Try it: Produce a word-for-word restatement of the lines from the line with "one session monitor" to the end of the listing below, inclusive.

Task data:
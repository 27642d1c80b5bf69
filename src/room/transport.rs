use anyhow::Result;
use std::collections::HashMap;
use tokio::sync::mpsc;

/// Who sent something into the room
#[derive(Debug, Clone, PartialEq, Eq, Hash)]
pub struct ParticipantInfo {
    pub identity: String,
    /// Display name, may be empty
    pub name: String,
}

impl ParticipantInfo {
    pub fn new(identity: impl Into<String>, name: impl Into<String>) -> Self {
        Self {
            identity: identity.into(),
            name: name.into(),
        }
    }
}

/// Opening frame of a text stream
#[derive(Debug, Clone, PartialEq, Eq)]
pub struct TextStreamHeader {
    pub stream_id: String,
    pub topic: String,
    /// Stream-level attributes (segment id, finality flag, transcribed track)
    pub attributes: HashMap<String, String>,
    pub participant: ParticipantInfo,
}

/// Why the room connection ended
#[derive(Debug, Clone, PartialEq, Eq)]
pub enum DisconnectReason {
    /// The other side closed the room or removed us (agent ended the call)
    RoomClosed,
    /// The transport lost its connection
    ConnectionLost,
    /// The platform closed the connection for another reason
    Server(String),
}

/// Everything the room delivers to a subscribed client, in arrival order
#[derive(Debug, Clone, PartialEq, Eq)]
pub enum RoomEvent {
    TextStreamOpened(TextStreamHeader),
    TextStreamChunk { stream_id: String, text: String },
    TextStreamClosed { stream_id: String },
    Data {
        topic: String,
        payload: Vec<u8>,
        participant: ParticipantInfo,
    },
    ParticipantJoined(ParticipantInfo),
    ParticipantLeft(ParticipantInfo),
    Disconnected(DisconnectReason),
}

/// Realtime room platform
///
/// Implementations:
/// - NATS bridge (`crate::nats::NatsRoomTransport`)
/// - In-memory fakes in tests
#[async_trait::async_trait]
pub trait RoomTransport: Send + Sync {
    /// Join the room a credential was issued for
    async fn connect(&self, url: &str, token: &str) -> Result<Box<dyn RoomConnection>>;
}

/// A live connection to one room, held by exactly one session monitor
#[async_trait::async_trait]
pub trait RoomConnection: Send + Sync {
    /// Identity this connection joined as
    fn local_identity(&self) -> &str;

    fn room_name(&self) -> &str;

    /// Subscribe to a text stream topic plus room-level events.
    ///
    /// Dropping the receiver unregisters the subscription.
    async fn subscribe_text_stream(&mut self, topic: &str) -> Result<mpsc::Receiver<RoomEvent>>;

    /// Leave the room; safe to call more than once
    async fn disconnect(&mut self) -> Result<()>;
}
pub mod client;
pub mod messages;

pub use client::{NatsRoomConnection, NatsRoomTransport};
pub use messages::{
    decode_room_message, DataMessage, JoinAnnouncement, LeaveAnnouncement, ParticipantMessage, RoomClosedMessage,
    TextStreamMessage,
};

Exercise solution:
/// A live connection to one room, held by exactly one session monitor
#[async_trait::async_trait]
pub trait RoomConnection: Send + Sync {
    /// Identity this connection joined as
    fn local_identity(&self) -> &str;

    fn room_name(&self) -> &str;

    /// Subscribe to a text stream topic plus room-level events.
    ///
    /// Dropping the receiver unregisters the subscription.
    async fn subscribe_text_stream(&mut self, topic: &str) -> Result<mpsc::Receiver<RoomEvent>>;

    /// Leave the room; safe to call more than once
    async fn disconnect(&mut self) -> Result<()>;
}
pub mod client;
pub mod messages;

pub use client::{NatsRoomConnection, NatsRoomTransport};
pub use messages::{
    decode_room_message, DataMessage, JoinAnnouncement, LeaveAnnouncement, ParticipantMessage, RoomClosedMessage,
    TextStreamMessage,
};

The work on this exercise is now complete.